For instance, according to the American College of Cardiology and American Heart Association guidelines, the use of stand-alone cardiac RPM can help monitor the progress of patients suffering from cardiac issues. Preliminary results of a trial, which analyzed remote monitoring of patients using Biotronik ICDs, showed that remote monitoring reduced the number of in-person clinic visits by 43%.

Exciting cutting-edge research is also being done on RPM front, which means that within the next few years we will be seeing more devices and forms of monitoring for different diseases. For instance, for several pulmonary diseases such as Chronic Obstructive Pulmonary Disease, assessment of cough severity is essential to ensure the wellbeing of the patient. A recent research paper showcased a real-time low-power wireless respiratory monitoring system with cough detection that measures the breathing rate and the frequency of coughing. This system utilized wearable wireless multimodal patch sensors to measure the respiratory frequency and a MEMs microphone to perform cough detection. The system is an innovative solution that can help monitor seniors living with pulmonary conditions.

Additionally, the use of virtual doctor chats, such as YourDoctorsOnline, is another approach that appears promising, reducing the need to physically move patients in and out of their homes. When patients are recovering, it is good for them to stay in safe surroundings because trips outside the house, especially to the hospital mean unnecessary exposure to bacteria, viruses, and other sources of infections. This can be easily prevented by using technology for follow-up appointments, prescription refills, and monthly check-ins.

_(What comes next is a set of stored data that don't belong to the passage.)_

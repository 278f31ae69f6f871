//! OJFS: read-only packed filesystem over an in-memory image.
//!
//! The directory tree exists only as parent back-references, so listing a
//! directory scans the whole entry table and looking up a path scans it once
//! per component.
//!
//! Up to [`MAX_OJFS_INSTANCES`] images can be initialized, but path-based
//! operations always go through the most recently initialized one. Handles
//! stay bound to the image they were opened on.

use core::fmt;

use ojjy_core::sync::SpinLock;
use ojjy_core::{kinfo, kwarn};

use crate::path;
use crate::{
    DirEntry, FileName, FileSystem, FsError, FsHandle, OpenFlags, Permissions, Stat, VfsFileType,
    Whence, claim_slot, release_slot, seek_target, slot_mut, slot_ref,
};

pub mod format;

pub use format::{Entry, Header, ImageNode, OjfsError, pack, packed_size};
use format::{ENTRY_SIZE, HEADER_SIZE, ROOT_PARENT};

/// Images that can be initialized over the lifetime of an [`Ojfs`].
pub const MAX_OJFS_INSTANCES: usize = 4;

/// Open file handles.
pub const MAX_OJFS_FILES: usize = 16;

/// Open directory handles.
pub const MAX_OJFS_DIRS: usize = 8;

/// Parent chains longer than this are not followed when indenting a listing.
const MAX_TREE_DEPTH: usize = 10;

/// A validated view of an OJFS image.
#[derive(Clone, Copy)]
pub struct OjfsImage<'a> {
    data: &'a [u8],
    header: Header,
}

impl<'a> OjfsImage<'a> {
    /// Validates `data` and wraps it.
    ///
    /// # Errors
    ///
    /// See [`Header::validate`].
    pub fn parse(data: &'a [u8]) -> Result<Self, OjfsError> {
        let header = Header::parse(data)?;
        header.validate(data.len())?;
        Ok(Self { data, header })
    }

    /// The image header.
    pub fn header(&self) -> &Header {
        &self.header
    }

    /// Number of entries.
    pub fn entry_count(&self) -> usize {
        self.header.entry_count as usize
    }

    /// Entry `index`, if it lies inside the image.
    pub fn entry(&self, index: usize) -> Option<Entry> {
        let start = HEADER_SIZE + index.checked_mul(ENTRY_SIZE)?;
        let record = self.data.get(start..start + ENTRY_SIZE)?;
        Entry::parse(record).ok()
    }

    /// `(index, entry)` pairs in table order.
    pub fn entries(&self) -> impl Iterator<Item = (usize, Entry)> + '_ {
        (0..self.entry_count()).filter_map(|i| self.entry(i).map(|e| (i, e)))
    }

    /// The entry's name, or `""` if it is not valid UTF-8 inside the
    /// string table.
    pub fn name(&self, entry: &Entry) -> &'a str {
        let start = self.header.string_offset as usize;
        let end = start + self.header.string_size as usize;
        let Some(strings) = self.data.get(start..end) else {
            return "";
        };
        let tail = strings.get(entry.name_offset as usize..).unwrap_or_default();
        let len = tail.iter().position(|&b| b == 0).unwrap_or(tail.len());
        core::str::from_utf8(&tail[..len]).unwrap_or_default()
    }

    /// A file entry's payload.
    ///
    /// # Errors
    ///
    /// [`FsError::Corrupt`] if the payload lies outside the image.
    pub fn file_data(&self, entry: &Entry) -> Result<&'a [u8], FsError> {
        let start = usize::try_from(entry.data_offset).map_err(|_| FsError::Corrupt)?;
        let len = usize::try_from(entry.size).map_err(|_| FsError::Corrupt)?;
        let end = start.checked_add(len).ok_or(FsError::Corrupt)?;
        self.data.get(start..end).ok_or(FsError::Corrupt)
    }

    /// Index of the root directory entry.
    pub fn root(&self) -> Option<usize> {
        self.entries()
            .find(|(_, e)| e.parent == ROOT_PARENT && e.is_dir())
            .map(|(i, _)| i)
    }

    /// Index of the first entry under `parent` named `name`.
    fn child(&self, parent: u32, name: &str) -> Option<usize> {
        self.entries()
            .find(|(_, e)| e.parent == parent && self.name(e) == name)
            .map(|(i, _)| i)
    }

    /// Resolves a path relative to the image root.
    ///
    /// The walk starts from the root entry's children; an image without a
    /// root entry is searched from the top-level sentinel instead.
    pub fn find(&self, path: &str) -> Option<usize> {
        let mut components = path::components(path).peekable();
        if components.peek().is_none() {
            return self.root();
        }
        let mut parent = self.root().map_or(ROOT_PARENT, |r| r as u32);
        let mut found = None;
        for name in components {
            let index = self.child(parent, name)?;
            parent = index as u32;
            found = Some(index);
        }
        found
    }

    /// The type reported for an entry. Directories named `*.app` are bundles.
    pub fn file_type(&self, entry: &Entry) -> VfsFileType {
        if entry.is_dir() {
            if path::is_bundle(self.name(entry)) {
                VfsFileType::Bundle
            } else {
                VfsFileType::Directory
            }
        } else if entry.is_file() {
            VfsFileType::File
        } else {
            VfsFileType::Unknown
        }
    }

    fn depth(&self, entry: &Entry) -> usize {
        let mut depth = 0;
        let mut parent = entry.parent;
        while parent != ROOT_PARENT && depth < MAX_TREE_DEPTH {
            depth += 1;
            parent = match self.entry(parent as usize) {
                Some(e) => e.parent,
                None => break,
            };
        }
        depth
    }

    /// Writes an indented listing of every entry.
    ///
    /// # Errors
    ///
    /// Propagates errors from `out`.
    pub fn write_tree(&self, out: &mut impl fmt::Write) -> fmt::Result {
        writeln!(out, "OJFS: {} entries", self.entry_count())?;
        for (_, entry) in self.entries() {
            for _ in 0..self.depth(&entry) {
                out.write_str("  ")?;
            }
            let name = self.name(&entry);
            if entry.is_dir() {
                writeln!(out, "[DIR ] {name}/")?;
            } else {
                writeln!(out, "[FILE] {name} ({} bytes)", entry.size)?;
            }
        }
        Ok(())
    }
}

#[derive(Clone, Copy)]
struct OpenFile {
    instance: usize,
    entry: Entry,
    position: u64,
}

#[derive(Clone, Copy)]
struct OpenDir {
    instance: usize,
    parent: u32,
    cursor: usize,
}

struct State<'a> {
    instances: [Option<OjfsImage<'a>>; MAX_OJFS_INSTANCES],
    current: Option<usize>,
    files: [Option<OpenFile>; MAX_OJFS_FILES],
    dirs: [Option<OpenDir>; MAX_OJFS_DIRS],
}

impl<'a> State<'a> {
    fn current(&self) -> Result<(usize, OjfsImage<'a>), FsError> {
        let index = self.current.ok_or(FsError::NotMounted)?;
        let image = self.instances[index].ok_or(FsError::NotMounted)?;
        Ok((index, image))
    }

    fn instance(&self, index: usize) -> Result<OjfsImage<'a>, FsError> {
        self.instances[index].ok_or(FsError::NotMounted)
    }

    fn lookup(&self, path: &str) -> Result<(usize, OjfsImage<'a>, usize, Entry), FsError> {
        let (instance, image) = self.current()?;
        let index = image.find(path).ok_or(FsError::NotFound)?;
        let entry = image.entry(index).ok_or(FsError::Corrupt)?;
        Ok((instance, image, index, entry))
    }
}

/// The OJFS backend.
pub struct Ojfs<'a> {
    state: SpinLock<State<'a>>,
}

impl<'a> Ojfs<'a> {
    /// A backend with no images.
    pub const fn new() -> Self {
        Self {
            state: SpinLock::new(State {
                instances: [None; MAX_OJFS_INSTANCES],
                current: None,
                files: [None; MAX_OJFS_FILES],
                dirs: [None; MAX_OJFS_DIRS],
            }),
        }
    }

    /// Validates `image`, stores it in the next instance slot and makes it
    /// the image every path operation goes to. Returns the slot.
    ///
    /// # Errors
    ///
    /// Any validation failure, or [`OjfsError::TooManyInstances`].
    pub fn init(&self, image: &'a [u8]) -> Result<usize, OjfsError> {
        let parsed = match OjfsImage::parse(image) {
            Ok(parsed) => parsed,
            Err(e) => {
                kwarn!("OJFS: rejected image: {}", e);
                return Err(e);
            }
        };
        let mut state = self.state.lock();
        let slot = state
            .instances
            .iter()
            .position(Option::is_none)
            .ok_or(OjfsError::TooManyInstances)?;
        state.instances[slot] = Some(parsed);
        state.current = Some(slot);
        kinfo!(
            "OJFS: initialized instance {} ({} entries, {} bytes)",
            slot,
            parsed.entry_count(),
            parsed.header().total_size
        );
        Ok(slot)
    }

    /// Slot of the image path operations currently use.
    pub fn current_instance(&self) -> Option<usize> {
        self.state.lock().current
    }

    /// Number of initialized images.
    pub fn instance_count(&self) -> usize {
        self.state.lock().instances.iter().flatten().count()
    }

    /// The image in `slot`.
    pub fn image(&self, slot: usize) -> Option<OjfsImage<'a>> {
        self.state.lock().instances.get(slot).copied().flatten()
    }
}

impl Default for Ojfs<'_> {
    fn default() -> Self {
        Self::new()
    }
}

impl FileSystem for Ojfs<'_> {
    fn name(&self) -> &'static str {
        "ojfs"
    }

    fn open(&self, path: &str, flags: OpenFlags) -> Result<FsHandle, FsError> {
        if flags.is_mutating() {
            return Err(FsError::ReadOnly);
        }
        let mut state = self.state.lock();
        let (instance, image, _, entry) = state.lookup(path)?;
        if !entry.is_file() {
            return Err(FsError::IsADirectory);
        }
        image.file_data(&entry)?;
        let file = OpenFile {
            instance,
            entry,
            position: 0,
        };
        let slot = claim_slot(&mut state.files, file)?;
        Ok(FsHandle::from_slot(slot))
    }

    fn close(&self, handle: FsHandle) -> Result<(), FsError> {
        release_slot(&mut self.state.lock().files, handle.slot()).map(drop)
    }

    fn read(&self, handle: FsHandle, buf: &mut [u8]) -> Result<usize, FsError> {
        let mut state = self.state.lock();
        let file = *slot_ref(&state.files, handle.slot())?;
        let data = state.instance(file.instance)?.file_data(&file.entry)?;
        let start = usize::try_from(file.position).map_err(|_| FsError::InvalidArgument)?;
        let remaining = data.get(start..).unwrap_or_default();
        let n = buf.len().min(remaining.len());
        buf[..n].copy_from_slice(&remaining[..n]);
        slot_mut(&mut state.files, handle.slot())?.position += n as u64;
        Ok(n)
    }

    fn write(&self, _handle: FsHandle, _buf: &[u8]) -> Result<usize, FsError> {
        Err(FsError::ReadOnly)
    }

    fn seek(&self, handle: FsHandle, offset: i64, whence: Whence) -> Result<u64, FsError> {
        let mut state = self.state.lock();
        let file = slot_mut(&mut state.files, handle.slot())?;
        file.position = seek_target(file.position, file.entry.size, offset, whence)?;
        Ok(file.position)
    }

    fn tell(&self, handle: FsHandle) -> Result<u64, FsError> {
        Ok(slot_ref(&self.state.lock().files, handle.slot())?.position)
    }

    fn stat(&self, path: &str) -> Result<Stat, FsError> {
        let (_, image, index, entry) = self.state.lock().lookup(path)?;
        Ok(Stat {
            file_type: image.file_type(&entry),
            size: entry.size,
            permissions: Permissions::from_bits_truncate(entry.permissions),
            uid: 0,
            created: 0,
            modified: 0,
            inode: index as u64,
        })
    }

    fn opendir(&self, path: &str) -> Result<FsHandle, FsError> {
        let mut state = self.state.lock();
        let (instance, image) = state.current()?;
        let parent = match image.find(path) {
            Some(index) => {
                let entry = image.entry(index).ok_or(FsError::Corrupt)?;
                if !entry.is_dir() {
                    return Err(FsError::NotADirectory);
                }
                index as u32
            }
            // An image without a root entry still lists its top level.
            None if path::components(path).next().is_none() => ROOT_PARENT,
            None => return Err(FsError::NotFound),
        };
        let dir = OpenDir {
            instance,
            parent,
            cursor: 0,
        };
        let slot = claim_slot(&mut state.dirs, dir)?;
        Ok(FsHandle::from_slot(slot))
    }

    fn closedir(&self, handle: FsHandle) -> Result<(), FsError> {
        release_slot(&mut self.state.lock().dirs, handle.slot()).map(drop)
    }

    fn readdir(&self, handle: FsHandle) -> Result<Option<DirEntry>, FsError> {
        let mut state = self.state.lock();
        let dir = *slot_ref(&state.dirs, handle.slot())?;
        let image = state.instance(dir.instance)?;
        let mut cursor = dir.cursor;
        let mut found = None;
        while cursor < image.entry_count() {
            let index = cursor;
            cursor += 1;
            let Some(entry) = image.entry(index) else {
                break;
            };
            if entry.parent == dir.parent {
                found = Some(DirEntry {
                    name: FileName::new(image.name(&entry))?,
                    file_type: image.file_type(&entry),
                    size: entry.size,
                    inode: index as u64,
                });
                break;
            }
        }
        slot_mut(&mut state.dirs, handle.slot())?.cursor = cursor;
        Ok(found)
    }

    fn rewinddir(&self, handle: FsHandle) -> Result<(), FsError> {
        slot_mut(&mut self.state.lock().dirs, handle.slot())?.cursor = 0;
        Ok(())
    }

    fn mkdir(&self, _path: &str) -> Result<(), FsError> {
        Err(FsError::ReadOnly)
    }

    fn unlink(&self, _path: &str) -> Result<(), FsError> {
        Err(FsError::ReadOnly)
    }

    fn rename(&self, _from: &str, _to: &str) -> Result<(), FsError> {
        Err(FsError::ReadOnly)
    }

    fn exists(&self, path: &str) -> Result<bool, FsError> {
        let (_, image) = self.state.lock().current()?;
        Ok(image.find(path).is_some())
    }

    fn isdir(&self, path: &str) -> Result<bool, FsError> {
        let (_, image) = self.state.lock().current()?;
        Ok(image
            .find(path)
            .and_then(|i| image.entry(i))
            .is_some_and(|e| e.is_dir()))
    }

    fn isfile(&self, path: &str) -> Result<bool, FsError> {
        let (_, image) = self.state.lock().current()?;
        Ok(image
            .find(path)
            .and_then(|i| image.entry(i))
            .is_some_and(|e| e.is_file()))
    }
}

The role of senior homecare providers

The role of senior homecare companies is critical when it comes to the provision of care. The processes put in place can have a positive impact on patient recovery and consequently, the reduction of readmissions that place a costly burden on the healthcare ecosystem.

We have seen that there is significant research and development happening in the remote monitoring space, resulting in the availability of new types of sensors/devices, with seamless and flexible integration to comprehensive application frameworks such as LocateMotion. As monitoring becomes more integrated, combining data received from more than one devices, can take in-home monitoring to the next level.

For instance, data from health sensors, security systems, fall and movement monitoring devices, as well as smart home applications can eventually provide medical institutions and home healthcare providers access to a broader array of both patient and environmental data. This data can help caregivers gain insights allowing them to make more informed decisions in a shorter time span.

Many homecare providers have realized this need to integrate technology in their existing frameworks and have started the process of weaving in remote monitoring solutions to focus on preventive care, particularly when it comes to seniors living with chronic conditions. While there is some early progress, there is a need for industry-wide adoption of these technologies and processes, which can eventually lead to faster recovery cycles and reduced readmissions.